### Task prompt
Go through the records line by line from the top and repeat each one exactly, ending with the line that contains "writes and the".

Stored data
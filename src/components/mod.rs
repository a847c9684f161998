//! Interactive components.
//!
//! These attach browser listeners and frame loops; purely presentational
//! pieces live in `portfolio_ui`.

mod custom_cursor;
pub mod header;
mod magnetic_button;
mod mobile_menu;
mod preloader;

pub use custom_cursor::CustomCursor;
pub use header::Header;
pub use magnetic_button::MagneticButton;
pub use mobile_menu::MobileMenu;
pub use preloader::Preloader;
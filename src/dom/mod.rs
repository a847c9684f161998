//! Browser glue.
//!
//! Thin wrappers over `web-sys` and `gloo` used by the animated components:
//! element lookup, geometry, scrolling, media queries, style writes and the
//! per-frame loop. Core motion state lives in `portfolio_core`; this module
//! only reads inputs from the page and writes outputs back.
//!
//! Lookups return [`DomResult`]. Callers registering motion treat an error as
//! "effect not available" and skip it.

mod frame;
mod media;
mod registration;
mod reveal;
mod style;

use portfolio_core::magnetic::Rect;
use portfolio_core::motion::ElementMetrics;
use portfolio_core::Anchor;
use thiserror::Error;
use wasm_bindgen::{JsCast, JsValue};
use web_sys::{Document, Element, HtmlElement, ScrollBehavior, ScrollIntoViewOptions, ScrollLogicalPosition, Window};

pub use frame::FrameLoop;
pub use media::{is_mobile, motion_allowed, pointer_kind};
pub use registration::{use_motion, Registration};
pub use reveal::{register_reveals, RevealSpec};
pub use style::{apply_visual, toggle_class, Targets};

/// Errors from DOM access
#[derive(Error, Debug)]
pub enum DomError {
    /// Not running in a browser window
    #[error("No window available")]
    NoWindow,

    /// Window has no document
    #[error("No document available")]
    NoDocument,

    /// No element with the given id is mounted
    #[error("Element not found: #{0}")]
    MissingElement(String),

    /// Element exists but is not an HTML element (e.g. SVG)
    #[error("Element #{0} is not an HTML element")]
    NotHtmlElement(String),

    /// A browser API call threw
    #[error("JS error: {0}")]
    Js(String),
}

impl From<JsValue> for DomError {
    fn from(value: JsValue) -> Self {
        DomError::Js(value.as_string().unwrap_or_else(|| format!("{value:?}")))
    }
}

/// Result type alias for DOM access
pub type DomResult<T> = Result<T, DomError>;

pub fn window() -> DomResult<Window> {
    web_sys::window().ok_or(DomError::NoWindow)
}

pub fn document() -> DomResult<Document> {
    window()?.document().ok_or(DomError::NoDocument)
}

/// Any element by id, including SVG nodes.
pub fn element(id: &str) -> DomResult<Element> {
    document()?
        .get_element_by_id(id)
        .ok_or_else(|| DomError::MissingElement(id.to_string()))
}

/// An HTML element by id.
pub fn html_element(id: &str) -> DomResult<HtmlElement> {
    element(id)?
        .dyn_into::<HtmlElement>()
        .map_err(|_| DomError::NotHtmlElement(id.to_string()))
}

/// Viewport width and height in CSS px.
pub fn viewport_size() -> DomResult<(f64, f64)> {
    let window = window()?;
    let width = window.inner_width()?.as_f64().unwrap_or(0.0);
    let height = window.inner_height()?.as_f64().unwrap_or(0.0);
    Ok((width, height))
}

pub fn scroll_y() -> DomResult<f64> {
    Ok(window()?.scroll_y()?)
}

/// Geometry of `element` relative to the viewport.
pub fn metrics_of(element: &Element) -> DomResult<ElementMetrics> {
    let rect = element.get_bounding_client_rect();
    let (_, viewport_height) = viewport_size()?;
    Ok(ElementMetrics {
        top: rect.top(),
        height: rect.height(),
        viewport_height,
    })
}

pub fn rect_of(element: &Element) -> Rect {
    let rect = element.get_bounding_client_rect();
    Rect {
        left: rect.left(),
        top: rect.top(),
        width: rect.width(),
        height: rect.height(),
    }
}

/// Smoothly scroll the anchor's element to the top of the viewport.
pub fn scroll_to_anchor(anchor: Anchor) -> DomResult<()> {
    let target = element(anchor.id())?;
    let options = ScrollIntoViewOptions::new();
    options.set_behavior(ScrollBehavior::Smooth);
    options.set_block(ScrollLogicalPosition::Start);
    target.scroll_into_view_with_scroll_into_view_options(&options);
    tracing::debug!(anchor = %anchor.id(), "Scrolled to anchor");
    Ok(())
}

/// Lock or restore page scrolling (used while the mobile menu is open).
pub fn set_scroll_locked(locked: bool) -> DomResult<()> {
    let body = document()?.body().ok_or(DomError::NoDocument)?;
    if locked {
        body.style().set_property("overflow", "hidden")?;
    } else {
        body.style().remove_property("overflow")?;
    }
    Ok(())
}
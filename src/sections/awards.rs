//! Recognition strip

use dioxus::prelude::*;
use portfolio_core::content::{AWARDS, AWARDS_MARQUEE_SECONDS};
use portfolio_ui::AwardsMarquee;

#[component]
pub fn Awards() -> Element {
    rsx! {
        section { class: "awards", "aria-label": "Awards and recognition",
            AwardsMarquee { items: AWARDS.to_vec(), seconds: AWARDS_MARQUEE_SECONDS }
        }
    }
}
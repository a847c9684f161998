//! Reusable presentational components.
//!
//! Decorative primitives are mounted once by the page; content components
//! render one entry of the static content lists each.

mod awards_marquee;
mod decor;
mod icons;
mod project_card;
mod service_row;
mod social_links;

pub use awards_marquee::*;
pub use decor::*;
pub use icons::*;
pub use project_card::*;
pub use service_row::*;
pub use social_links::*;
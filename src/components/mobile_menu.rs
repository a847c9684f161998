//! Mobile Menu
//!
//! Full-screen navigation overlay, mounted while the menu flag is set.
//! Choosing an entry closes the menu and scrolls to the section. The header
//! stacks above the overlay so its toggle can close it. Escape also
//! closes it, and page scrolling is locked while it is open.

use dioxus::prelude::*;
use gloo::events::EventListener;
use portfolio_core::content::{CONTACT_EMAIL, SOCIAL_LINKS};
use portfolio_core::MOBILE_NAV_ANCHORS;
use portfolio_ui::SocialLinks;
use wasm_bindgen::JsCast;

use crate::components::header::go_to;
use crate::context::use_page_state;
use crate::dom::{self, use_motion, Registration};

#[component]
pub fn MobileMenu() -> Element {
    let mut page = use_page_state();

    use_motion("mobile-menu", move || {
        let document = dom::document()?;
        dom::set_scroll_locked(true)?;
        let mut registration = Registration::new();
        registration.on_drop(|| {
            if let Err(err) = dom::set_scroll_locked(false) {
                tracing::debug!(error = %err, "Scroll unlock failed");
            }
        });
        registration.listen(EventListener::new(&document, "keydown", move |event| {
            let escape = event
                .dyn_ref::<web_sys::KeyboardEvent>()
                .is_some_and(|event| event.key() == "Escape");
            if escape {
                page.write().close_menu();
            }
        }));
        Ok(registration)
    });

    rsx! {
        div { class: "mobile-menu", role: "dialog", "aria-modal": "true", "aria-label": "Navigation",
            nav { class: "mobile-menu-nav",
                for (index, anchor) in MOBILE_NAV_ANCHORS.into_iter().enumerate() {
                    button {
                        key: "{anchor.id()}",
                        class: "mobile-menu-link",
                        r#type: "button",
                        style: "--item-index: {index}",
                        onclick: move |_| {
                            let target = page.write().navigate(anchor);
                            if let Err(err) = dom::set_scroll_locked(false) {
                                tracing::debug!(error = %err, "Scroll unlock failed");
                            }
                            go_to(target);
                        },
                        "{anchor.label()}"
                    }
                }
            }
            div { class: "mobile-menu-footer",
                a { class: "mobile-menu-email", href: "mailto:{CONTACT_EMAIL}", "{CONTACT_EMAIL}" }
                SocialLinks { links: SOCIAL_LINKS.to_vec() }
            }
        }
    }
}
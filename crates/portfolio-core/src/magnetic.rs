//! Magnetic control offset.
//!
//! While the pointer is over a control, the control eases toward a fraction
//! of the pointer's offset from its center. On leave it eases back to zero.

use crate::error::MotionResult;
use crate::motion::{Follower, Vec2};

/// Settled when within this many px of the target.
const SETTLE_EPSILON: f64 = 0.05;

/// Axis-aligned rectangle in viewport px.
#[derive(Debug, Clone, Copy, PartialEq, Default)]
pub struct Rect {
    pub left: f64,
    pub top: f64,
    pub width: f64,
    pub height: f64,
}

impl Rect {
    pub fn center(&self) -> Vec2 {
        Vec2::new(self.left + self.width / 2.0, self.top + self.height / 2.0)
    }
}

/// Offset a control should ease toward for a pointer at `pointer`.
pub fn magnetic_target(pointer: Vec2, rect: Rect, strength: f64) -> Vec2 {
    (pointer - rect.center()) * strength
}

#[derive(Debug, Clone, PartialEq)]
pub struct MagneticState {
    offset: Follower,
    target: Vec2,
    strength: f64,
    enabled: bool,
}

impl MagneticState {
    pub fn new(strength: f64, smoothing: f64, enabled: bool) -> MotionResult<Self> {
        Ok(Self {
            offset: Follower::new(Vec2::ZERO, smoothing)?,
            target: Vec2::ZERO,
            strength,
            enabled,
        })
    }

    pub fn pointer_moved(&mut self, pointer: Vec2, rect: Rect) {
        if self.enabled {
            self.target = magnetic_target(pointer, rect, self.strength);
        }
    }

    pub fn pointer_left(&mut self) {
        self.target = Vec2::ZERO;
    }

    /// Advance by `dt_ms`. Returns the offset to draw, or `None` when already
    /// resting at the target.
    pub fn frame(&mut self, dt_ms: f64) -> Option<Vec2> {
        if self.is_settled() {
            return None;
        }
        let position = self.offset.step(self.target, dt_ms);
        if self.offset.is_near(self.target, SETTLE_EPSILON) {
            self.offset.snap_to(self.target);
            return Some(self.target);
        }
        Some(position)
    }

    pub fn is_settled(&self) -> bool {
        self.offset.position() == self.target
    }

    pub fn offset(&self) -> Vec2 {
        self.offset.position()
    }
}

#[cfg(test)]
mod tests {
    use super::*;

    fn rect() -> Rect {
        Rect {
            left: 100.0,
            top: 100.0,
            width: 100.0,
            height: 40.0,
        }
    }

    #[test]
    fn target_is_thirty_percent_of_offset() {
        let target = magnetic_target(Vec2::new(200.0, 120.0), rect(), 0.3);
        assert!((target.x - 15.0).abs() < 1e-9);
        assert_eq!(target.y, 0.0);
    }

    #[test]
    fn eases_out_and_back() {
        let mut magnet = MagneticState::new(0.3, 0.2, true).unwrap();
        magnet.pointer_moved(Vec2::new(200.0, 120.0), rect());
        let first = magnet.frame(16.0).unwrap();
        assert!(first.x > 0.0 && first.x < 15.0);

        magnet.pointer_left();
        let mut last = first;
        while let Some(offset) = magnet.frame(16.0) {
            last = offset;
        }
        assert_eq!(last, Vec2::ZERO);
        assert!(magnet.is_settled());
    }

    #[test]
    fn disabled_never_moves() {
        let mut magnet = MagneticState::new(0.3, 0.2, false).unwrap();
        magnet.pointer_moved(Vec2::new(500.0, 500.0), rect());
        assert_eq!(magnet.frame(16.0), None);
        assert_eq!(magnet.offset(), Vec2::ZERO);
    }
}
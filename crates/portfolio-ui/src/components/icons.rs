//! Inline SVG icons (Lucide outlines).

use dioxus::prelude::*;
use portfolio_core::SocialIcon;

/// Icon for a social link
#[component]
pub fn SocialGlyph(icon: SocialIcon, #[props(default = 22)] size: u32) -> Element {
    match icon {
        SocialIcon::Github => rsx! {
            // Lucide github icon
            svg {
                xmlns: "http://www.w3.org/2000/svg",
                width: "{size}",
                height: "{size}",
                view_box: "0 0 24 24",
                fill: "none",
                stroke: "currentColor",
                stroke_width: "1.5",
                stroke_linecap: "round",
                stroke_linejoin: "round",
                path { d: "M15 22v-4a4.8 4.8 0 0 0-1-3.5c3 0 6-2 6-5.5.08-1.25-.27-2.48-1-3.5.28-1.15.28-2.35 0-3.5 0 0-1 0-3 1.5-2.64-.5-5.36-.5-8 0C6 2 5 2 5 2c-.3 1.15-.3 2.35 0 3.5A5.403 5.403 0 0 0 4 9c0 3.5 3 5.5 6 5.5-.39.49-.68 1.05-.85 1.65-.17.6-.22 1.23-.15 1.85v4" }
                path { d: "M9 18c-4.51 2-5-2-7-2" }
            }
        },
        SocialIcon::Linkedin => rsx! {
            // Lucide linkedin icon
            svg {
                xmlns: "http://www.w3.org/2000/svg",
                width: "{size}",
                height: "{size}",
                view_box: "0 0 24 24",
                fill: "none",
                stroke: "currentColor",
                stroke_width: "1.5",
                stroke_linecap: "round",
                stroke_linejoin: "round",
                path { d: "M16 8a6 6 0 0 1 6 6v7h-4v-7a2 2 0 0 0-2-2 2 2 0 0 0-2 2v7h-4v-7a6 6 0 0 1 6-6z" }
                rect { x: "2", y: "9", width: "4", height: "12" }
                circle { cx: "4", cy: "4", r: "2" }
            }
        },
        SocialIcon::Mail => rsx! {
            // Lucide mail icon
            svg {
                xmlns: "http://www.w3.org/2000/svg",
                width: "{size}",
                height: "{size}",
                view_box: "0 0 24 24",
                fill: "none",
                stroke: "currentColor",
                stroke_width: "1.5",
                stroke_linecap: "round",
                stroke_linejoin: "round",
                rect { x: "2", y: "4", width: "20", height: "16", rx: "2" }
                path { d: "m22 7-8.97 5.7a1.94 1.94 0 0 1-2.06 0L2 7" }
            }
        },
    }
}

/// Diagonal arrow used on outbound links
#[component]
pub fn ArrowUpRight(#[props(default = 18)] size: u32) -> Element {
    rsx! {
        svg {
            class: "arrow-up-right",
            xmlns: "http://www.w3.org/2000/svg",
            width: "{size}",
            height: "{size}",
            view_box: "0 0 24 24",
            fill: "none",
            stroke: "currentColor",
            stroke_width: "1.5",
            stroke_linecap: "round",
            stroke_linejoin: "round",
            path { d: "M7 7h10v10" }
            path { d: "M7 17 17 7" }
        }
    }
}
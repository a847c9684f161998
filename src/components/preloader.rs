//! Preloader overlay
//!
//! Full-screen counter shown once on load. After the hold it plays its exit
//! transition and then reports completion.

use dioxus::prelude::*;
use gloo::timers::future::TimeoutFuture;
use portfolio_core::content::OWNER_NAME;
use portfolio_core::preloader::{progress_percent, COUNTER_TICK, PRELOADER_EXIT, PRELOADER_HOLD};
use portfolio_core::PreloaderPhase;

fn millis(duration: std::time::Duration) -> u32 {
    u32::try_from(duration.as_millis()).unwrap_or(u32::MAX)
}

#[derive(Props, Clone, PartialEq)]
pub struct PreloaderProps {
    /// Fired once, after the exit transition has finished
    pub on_complete: EventHandler<()>,
}

#[component]
pub fn Preloader(props: PreloaderProps) -> Element {
    let mut phase = use_signal(|| PreloaderPhase::Holding);
    let mut percent = use_signal(|| 0u8);

    // Schedule: hold, exit, complete
    use_effect(move || {
        let on_complete = props.on_complete;
        spawn(async move {
            TimeoutFuture::new(millis(PRELOADER_HOLD)).await;
            phase.set(PreloaderPhase::Exiting);
            TimeoutFuture::new(millis(PRELOADER_EXIT)).await;
            phase.set(PreloaderPhase::Done);
            tracing::info!("Preloader finished");
            on_complete.call(());
        });
    });

    // Counter, cosmetic only
    use_effect(move || {
        spawn(async move {
            let mut elapsed = std::time::Duration::ZERO;
            while elapsed < PRELOADER_HOLD {
                TimeoutFuture::new(millis(COUNTER_TICK)).await;
                elapsed += COUNTER_TICK;
                percent.set(progress_percent(elapsed));
            }
        });
    });

    let class = phase().class();
    let count = format!("{:03}", percent());
    let fill = f64::from(percent()) / 100.0;

    rsx! {
        div {
            class: "{class}",
            role: "status",
            "aria-live": "polite",
            div { class: "preloader-inner",
                span { class: "preloader-name", "{OWNER_NAME}" }
                span { class: "preloader-count", "{count}" }
            }
            div { class: "preloader-bar",
                span { class: "preloader-bar-fill", style: "transform: scaleX({fill})" }
            }
        }
    }
}
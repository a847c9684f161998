//! Services list: each row reveals when it scrolls into view.

use crate::content::ServiceEntry;
use crate::error::MotionResult;
use crate::motion::{Ease, Position, Timeline, TimelineBuilder, TriggerEdge, VisualState};
use crate::page::Anchor;

pub const SECTION_ID: &str = Anchor::Process.id();

pub fn row_id(entry: &ServiceEntry) -> String {
    format!("service-row-{}", entry.id)
}

/// Row top reaching 85% down the viewport.
pub fn row_trigger() -> TriggerEdge {
    TriggerEdge::new(0.0, 0.85)
}

/// Row rises and fades in while its divider rule wipes across.
pub fn row_reveal(row_id: &str) -> MotionResult<Timeline> {
    TimelineBuilder::new()
        .to(
            row_id,
            VisualState::rest().with_y(60.0).with_opacity(0.0),
            VisualState::rest(),
            0.9,
            Ease::Power3Out,
        )
        .at(Position::WithPrevious)
        .to(
            format!("{row_id}-rule"),
            VisualState::rest().with_x_percent(-101.0),
            VisualState::rest(),
            1.1,
            Ease::ExpoOut,
        )
        .build()
}

#[cfg(test)]
mod tests {
    use super::*;
    use crate::content::SERVICES;

    #[test]
    fn row_ids_follow_entry_ids() {
        assert_eq!(row_id(&SERVICES[0]), "service-row-01");
    }

    #[test]
    fn reveal_targets_row_and_rule() {
        let timeline = row_reveal("service-row-02").unwrap();
        assert_eq!(timeline.targets(), ["service-row-02", "service-row-02-rule"]);
        assert_eq!(timeline.duration(), 1.1);
    }
}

### Exercise result
filename src/components/mod.rs
repository a847c9684f161998
//! Interactive components.
//!
//! These attach browser listeners and frame loops; purely presentational
//! pieces live in `portfolio_ui`.

mod custom_cursor;
pub mod header;
mod magnetic_button;
mod mobile_menu;
mod preloader;

pub use custom_cursor::CustomCursor;
pub use header::Header;
pub use magnetic_button::MagneticButton;
pub use mobile_menu::MobileMenu;
pub use preloader::Preloader;
filename src/dom/mod.rs
repository a847c9684f161998
//! Browser glue.
//!
//! Thin wrappers over `web-sys` and `gloo` used by the animated components:
//! element lookup, geometry, scrolling, media queries, style writes and the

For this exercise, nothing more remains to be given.